Task input »
►

//! pstore Database Module
//! SQLite handle with connection pooling

use r2d2::{Pool, PooledConnection};
use r2d2_sqlite::SqliteConnectionManager;
use rusqlite::{params, Connection};
use std::path::{Path, PathBuf};
use std::time::Duration;
use thiserror::Error;

use crate::engine::config::DatabaseConfig;

pub type DbPool = Pool<SqliteConnectionManager>;
pub type DbConnection = PooledConnection<SqliteConnectionManager>;

#[derive(Error, Debug)]
pub enum DatabaseError {
    #[error("Database unavailable: {0}")]
    PoolError(#[from] r2d2::Error),
    #[error("SQLite error: {0}")]
    SqliteError(#[from] rusqlite::Error),
}

/// Snapshot of the pool, logged when a write fails
#[derive(Debug, Clone, Copy, PartialEq, Eq)]
pub struct PoolState {
    pub connections: u32,
    pub idle_connections: u32,
}

#[derive(Clone)]
pub struct Database {
    pool: DbPool,
    path: PathBuf,
}

impl Database {
    pub fn new(db_path: &Path, config: &DatabaseConfig) -> Result<Self, DatabaseError> {
        // Ensure parent directory exists
        if let Some(parent) = db_path.parent() {
            std::fs::create_dir_all(parent).ok();
        }

        let busy_timeout = Duration::from_millis(config.busy_timeout_ms);
        let manager = SqliteConnectionManager::file(db_path)
            .with_init(move |conn| init_connection(conn, busy_timeout));
        let pool = Pool::builder()
            .max_size(config.pool_size.max(1))
            .connection_timeout(connection_timeout(config))
            .build(manager)?;

        tracing::debug!(path = %db_path.display(), pool_size = config.pool_size, "opened database pool");
        Ok(Self {
            pool,
            path: db_path.to_path_buf(),
        })
    }

    pub fn in_memory() -> Result<Self, DatabaseError> {
        Self::in_memory_with(&DatabaseConfig::default())
    }

    /// Every pooled connection to `:memory:` is its own database, so the pool
    /// holds exactly one and `pool_size` is ignored.
    pub fn in_memory_with(config: &DatabaseConfig) -> Result<Self, DatabaseError> {
        let busy_timeout = Duration::from_millis(config.busy_timeout_ms);
        let manager = SqliteConnectionManager::memory()
            .with_init(move |conn| init_connection(conn, busy_timeout));
        let pool = Pool::builder()
            .max_size(1)
            .connection_timeout(connection_timeout(config))
            .build(manager)?;
        Ok(Self {
            pool,
            path: PathBuf::from(":memory:"),
        })
    }

    pub fn path(&self) -> &Path {
        &self.path
    }

    pub fn get_connection(&self) -> Result<DbConnection, DatabaseError> {
        Ok(self.pool.get()?)
    }

    /// Round-trip a trivial statement to prove the store is reachable.
    pub fn ping(&self) -> Result<(), DatabaseError> {
        let conn = self.get_connection()?;
        let _: i64 = conn.query_row("SELECT 1", [], |row| row.get(0))?;
        Ok(())
    }

    pub fn pool_state(&self) -> PoolState {
        let state = self.pool.state();
        PoolState {
            connections: state.connections,
            idle_connections: state.idle_connections,
        }
    }

    pub fn table_exists(&self, name: &str) -> Result<bool, DatabaseError> {
        let conn = self.get_connection()?;
        Ok(table_exists(&conn, name)?)
    }

    pub fn count_rows(&self, table: &str) -> Result<u64, DatabaseError> {
        let conn = self.get_connection()?;
        let count: i64 = conn.query_row(&format!("SELECT COUNT(*) FROM {}", table), [], |row| {
            row.get(0)
        })?;
        Ok(count as u64)
    }
}

/// Catalog lookup used instead of matching "no such table" error text.
pub fn table_exists(conn: &Connection, name: &str) -> rusqlite::Result<bool> {
    conn.query_row(
        "SELECT EXISTS(SELECT 1 FROM sqlite_master WHERE type = 'table' AND name = ?1)",
        params![name],
        |row| row.get(0),
    )
}

// r2d2 rejects a zero timeout
fn connection_timeout(config: &DatabaseConfig) -> Duration {
    Duration::from_millis(config.connection_timeout_ms.max(1))
}

fn init_connection(conn: &mut Connection, busy_timeout: Duration) -> rusqlite::Result<()> {
    conn.busy_timeout(busy_timeout)?;
    // PRAGMA journal_mode returns the resulting mode as a row
    let _: String = conn.query_row("PRAGMA journal_mode=WAL", [], |row| row.get(0))?;
    Ok(())
}
//! pstore Migrations Module
//! Walks the schema from whatever version the store is at up to the latest,
//! one transactional step at a time, using a single-row version marker.

use rusqlite::types::Value;
use rusqlite::{params, TransactionBehavior};
use serde::Serialize;
use std::fmt;
use thiserror::Error;

use crate::engine::database::{table_exists, Database, DatabaseError};

pub const VERSION_TABLE: &str = "version";
pub const RECORDS_TABLE: &str = "records";
pub const COUNTERS_TABLE: &str = "counters";

/// Version the running binary expects the store to be at
pub const LATEST_VERSION: SchemaVersion = SchemaVersion(3);

#[derive(Error, Debug)]
pub enum MigrationError {
    #[error("Database error: {0}")]
    Database(#[from] DatabaseError),
    #[error("Version table holds {rows} rows, expected exactly one")]
    Inconsistent { rows: usize },
    #[error("Unknown schema version: {0:?}")]
    UnknownVersion(String),
    #[error("Migration to version {version} ({name}) failed: {source}")]
    StepFailed {
        version: u32,
        name: &'static str,
        #[source]
        source: rusqlite::Error,
    },
    #[error("SQL execution error: {0}")]
    SqlError(#[from] rusqlite::Error),
}

#[derive(Debug, Clone, Copy, PartialEq, Eq, PartialOrd, Ord, Hash, Serialize)]
#[serde(transparent)]
pub struct SchemaVersion(pub u32);

impl SchemaVersion {
    /// No version table at all
    pub const ABSENT: SchemaVersion = SchemaVersion(0);

    fn parse(raw: &str) -> Result<Self, MigrationError> {
        match raw.trim().parse::<u32>() {
            Ok(v) if v >= 1 && v <= LATEST_VERSION.0 => Ok(SchemaVersion(v)),
            _ => Err(MigrationError::UnknownVersion(raw.to_string())),
        }
    }

    /// The marker is written as text, but a hand-made table may hold it
    /// with integer storage.
    fn from_marker(marker: &Value) -> Result<Self, MigrationError> {
        match marker {
            Value::Text(raw) => Self::parse(raw),
            Value::Integer(n) => Self::parse(&n.to_string()),
            other => Err(MigrationError::UnknownVersion(format!("{:?}", other))),
        }
    }
}

impl fmt::Display for SchemaVersion {
    fn fmt(&self, f: &mut fmt::Formatter<'_>) -> fmt::Result {
        write!(f, "{}", self.0)
    }
}

/// What the version table says about the store
#[derive(Debug, Clone, PartialEq, Eq)]
pub enum VersionProbe {
    Absent,
    Consistent(SchemaVersion),
    Inconsistent { rows: usize },
}

struct Step {
    to: SchemaVersion,
    name: &'static str,
    ddl: &'static str,
}

/// Ordered ladder; `STEPS[n]` moves the store from version n to n + 1.
const STEPS: &[Step] = &[
    Step {
        to: SchemaVersion(1),
        name: "create_version_table",
        ddl: "CREATE TABLE IF NOT EXISTS version (version TEXT NOT NULL);",
    },
    Step {
        to: SchemaVersion(2),
        name: "create_records_table",
        ddl: "CREATE TABLE IF NOT EXISTS records (
                key VARCHAR(100) PRIMARY KEY CHECK (length(key) <= 100),
                value BLOB NOT NULL
            );",
    },
    Step {
        to: SchemaVersion(3),
        name: "create_counters_table",
        ddl: "CREATE TABLE IF NOT EXISTS counters (
                key VARCHAR(100) PRIMARY KEY CHECK (length(key) <= 100),
                value INTEGER NOT NULL CHECK (value >= 0)
            );",
    },
];

#[derive(Debug, Clone, Serialize)]
pub struct MigrationStatus {
    pub current: SchemaVersion,
    pub target: SchemaVersion,
    pub pending: Vec<&'static str>,
}

impl MigrationStatus {
    pub fn is_current(&self) -> bool {
        self.pending.is_empty()
    }
}

pub struct MigrationRunner {
    db: Database,
}

impl MigrationRunner {
    pub fn new(db: &Database) -> Self {
        Self { db: db.clone() }
    }

    /// Bring the store up to [`LATEST_VERSION`]. A no-op when it is already
    /// there; any state other than a missing version table or a known
    /// version is fatal.
    pub fn initialize(&self) -> Result<SchemaVersion, MigrationError> {
        let mut current = self.current_version()?;

        while current < LATEST_VERSION {
            let step = &STEPS[current.0 as usize];
            self.apply(current, step)?;
            tracing::info!(from = %current, to = %step.to, step = step.name, "schema migrated");
            current = step.to;
        }

        tracing::debug!(version = %current, "schema is current");
        Ok(current)
    }

    /// Read the version marker without changing anything.
    pub fn probe(&self) -> Result<VersionProbe, MigrationError> {
        self.db.ping()?;
        let conn = self.db.get_connection()?;

        if !table_exists(&conn, VERSION_TABLE)? {
            return Ok(VersionProbe::Absent);
        }

        let mut stmt = conn.prepare("SELECT version FROM version")?;
        let rows = stmt
            .query_map([], |row| row.get::<_, Value>(0))?
            .collect::<Result<Vec<Value>, _>>()?;

        match rows.as_slice() {
            [marker] => Ok(VersionProbe::Consistent(SchemaVersion::from_marker(marker)?)),
            _ => Ok(VersionProbe::Inconsistent { rows: rows.len() }),
        }
    }

    pub fn current_version(&self) -> Result<SchemaVersion, MigrationError> {
        match self.probe()? {
            VersionProbe::Absent => Ok(SchemaVersion::ABSENT),
            VersionProbe::Consistent(version) => Ok(version),
            VersionProbe::Inconsistent { rows } => Err(MigrationError::Inconsistent { rows }),
        }
    }

    pub fn status(&self) -> Result<MigrationStatus, MigrationError> {
        let current = self.current_version()?;
        let pending = STEPS
            .iter()
            .filter(|step| step.to > current)
            .map(|step| step.name)
            .collect();

        Ok(MigrationStatus {
            current,
            target: LATEST_VERSION,
            pending,
        })
    }

    /// DDL and version marker change commit together, so a failed step leaves
    /// the store at `from`.
    fn apply(&self, from: SchemaVersion, step: &Step) -> Result<(), MigrationError> {
        let mut conn = self.db.get_connection()?;
        let failed = |source| MigrationError::StepFailed {
            version: step.to.0,
            name: step.name,
            source,
        };

        let tx = conn
            .transaction_with_behavior(TransactionBehavior::Immediate)
            .map_err(failed)?;
        tx.execute_batch(step.ddl).map_err(failed)?;

        let to = step.to.to_string();
        let marked = if from == SchemaVersion::ABSENT {
            tx.execute(
                "INSERT INTO version (version) SELECT ?1 WHERE NOT EXISTS (SELECT 1 FROM version)",
                params![to],
            )
        } else {
            tx.execute(
                "UPDATE version SET version = ?2 WHERE trim(CAST(version AS TEXT)) = ?1",
                params![from.to_string(), to],
            )
        };
        let changed = marked.map_err(failed)?;

        if changed == 0 {
            // Another process got here first; its marker stands.
            tracing::warn!(from = %from, to = %step.to, "version marker already advanced");
        }

        tx.commit().map_err(failed)?;
        Ok(())
    }
}
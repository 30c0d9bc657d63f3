//! Core types for Printloom.
//!
//! This module provides type-safe wrappers for common domain concepts.

pub mod area;
pub mod customization;
pub mod email;
pub mod id;
pub mod payment;
pub mod price;
pub mod shipping;
pub mod status;

pub use area::CustomizableArea;
pub use customization::{Customization, CustomizationError, CustomizationKind, CustomizationSet};
pub use email::{Email, EmailError};
pub use id::*;
pub use payment::{PaymentDetails, PaymentError};
pub use price::{Price, PriceError};
pub use shipping::{NOT_PROVIDED, ShippingError, ShippingInfo};
pub use status::*;
//! Session middleware configuration.
//!
//! Sets up `PostgreSQL`-backed sessions using tower-sessions. The cookie only
//! carries an opaque session ID; the signed-in user lives in the store.

use sqlx::PgPool;
use tower_sessions::{Expiry, SessionManagerLayer};
use tower_sessions_sqlx_store::PostgresStore;

use crate::config::StorefrontConfig;

/// Session cookie name.
pub const SESSION_COOKIE_NAME: &str = "pl_session";

/// Session expiry time in seconds (7 days).
const SESSION_EXPIRY_SECONDS: i64 = 7 * 24 * 60 * 60;

/// Create the session layer with `PostgreSQL` store.
///
/// The `tower_sessions.session` table is created by the users migration.
#[must_use]
pub fn create_session_layer(
    pool: &PgPool,
    config: &StorefrontConfig,
) -> SessionManagerLayer<PostgresStore> {
    let store = PostgresStore::new(pool.clone());

    SessionManagerLayer::new(store)
        .with_name(SESSION_COOKIE_NAME)
        .with_expiry(Expiry::OnInactivity(
            tower_sessions::cookie::time::Duration::seconds(SESSION_EXPIRY_SECONDS),
        ))
        .with_secure(config.is_secure())
        .with_same_site(tower_sessions::cookie::SameSite::Lax)
        .with_http_only(true)
        .with_path("/")
}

◄

Activity » Only lines with the word "Inconsistent" are wanted; pull each of them from the records.

Task output »
    Inconsistent { rows: usize },
    Inconsistent { rows: usize },
            _ => Ok(VersionProbe::Inconsistent { rows: rows.len() }),
            VersionProbe::Inconsistent { rows } => Err(MigrationError::Inconsistent { rows }),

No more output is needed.